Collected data
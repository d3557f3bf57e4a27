//! The coordinating service
//!
//! `MatchingService` owns the request ledger and the match table and is
//! the only thing that mutates them. Operations that move the protocol
//! forward are serialized on one async lock, held from start to finish
//! with the oracle round-trip included, so a callback can never find its
//! request before the pending entry for it has been written. The ledger
//! itself sits behind a separate short-lived lock, so reads and record
//! submissions never wait on the oracle.
//!
//! Per-paper lifecycle:
//!
//! ```text
//! Submitted -> MatchRequested -> MatchComputed -> [Acknowledged]
//!           -> RevealRequested -> Revealed
//! ```
//!
//! The matched reviewer is disclosed only by `MatchRevealed`. Nothing
//! published before that, events and logs included, names the reviewer.

use std::collections::HashMap;
use std::sync::{Arc, Mutex, MutexGuard};
use std::time::Duration;

use serde::Serialize;

use crate::error::{CoreError, CoreResult};
use crate::evaluator::MatchEvaluator;
use crate::events::{EventLog, EventRecord, MatchEvent};
use crate::oracle::{Callback, DecryptedValues, DecryptionOracle};
use crate::pending::{PendingEntry, PendingRequest, RequestLedger};
use crate::records::{
    EncryptedPaper, EncryptedReviewer, MatchResult, PaperCiphertexts, PaperDescriptors,
    ReviewerCiphertexts,
};
use crate::store::{LedgerStore, RecordStore};
use crate::types::{CiphertextHandle, PaperId, RequestId, ReviewerId, unix_now};
use crate::verify::ProofVerifier;

const DEFAULT_ORACLE_TIMEOUT: Duration = Duration::from_secs(30);

/// Knobs for the parts of the protocol that are deployment decisions
#[derive(Clone, Debug)]
pub struct ServicePolicy {
    /// Refuse to reveal until the matched reviewer has acknowledged
    pub require_reviewer_consent: bool,
    /// Pending requests older than this are expired by
    /// [`MatchingService::expire_pending`]. `None` keeps them forever.
    pub request_ttl_secs: Option<u64>,
    /// Give up on an oracle submission after this long. `None` waits forever.
    pub oracle_timeout: Option<Duration>,
}

impl Default for ServicePolicy {
    fn default() -> Self {
        Self {
            require_reviewer_consent: false,
            request_ttl_secs: None,
            oracle_timeout: Some(DEFAULT_ORACLE_TIMEOUT),
        }
    }
}

/// Where a paper is in its lifecycle
#[derive(Clone, Copy, Debug, PartialEq, Eq, Serialize)]
#[serde(rename_all = "snake_case")]
pub enum PaperState {
    Submitted,
    MatchRequested,
    MatchComputed,
    Acknowledged,
    RevealRequested,
    Revealed,
}

#[derive(Default)]
struct Ledger {
    requests: RequestLedger,
    matches: HashMap<PaperId, MatchResult>,
}

pub struct MatchingService {
    records: Arc<dyn RecordStore>,
    oracle: Arc<dyn DecryptionOracle>,
    verifier: Arc<dyn ProofVerifier>,
    evaluator: Arc<dyn MatchEvaluator>,
    persistence: Option<Arc<dyn LedgerStore>>,
    policy: ServicePolicy,
    operations: tokio::sync::Mutex<()>,
    /// Never held across an await
    ledger: Mutex<Ledger>,
    events: EventLog,
}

BRIEF:
Check the records above and copy each line that has the string "Option".

TASK OUTPUT:
    pub request_ttl_secs: Option<u64>,
    pub oracle_timeout: Option<Duration>,
    persistence: Option<Arc<dyn LedgerStore>>,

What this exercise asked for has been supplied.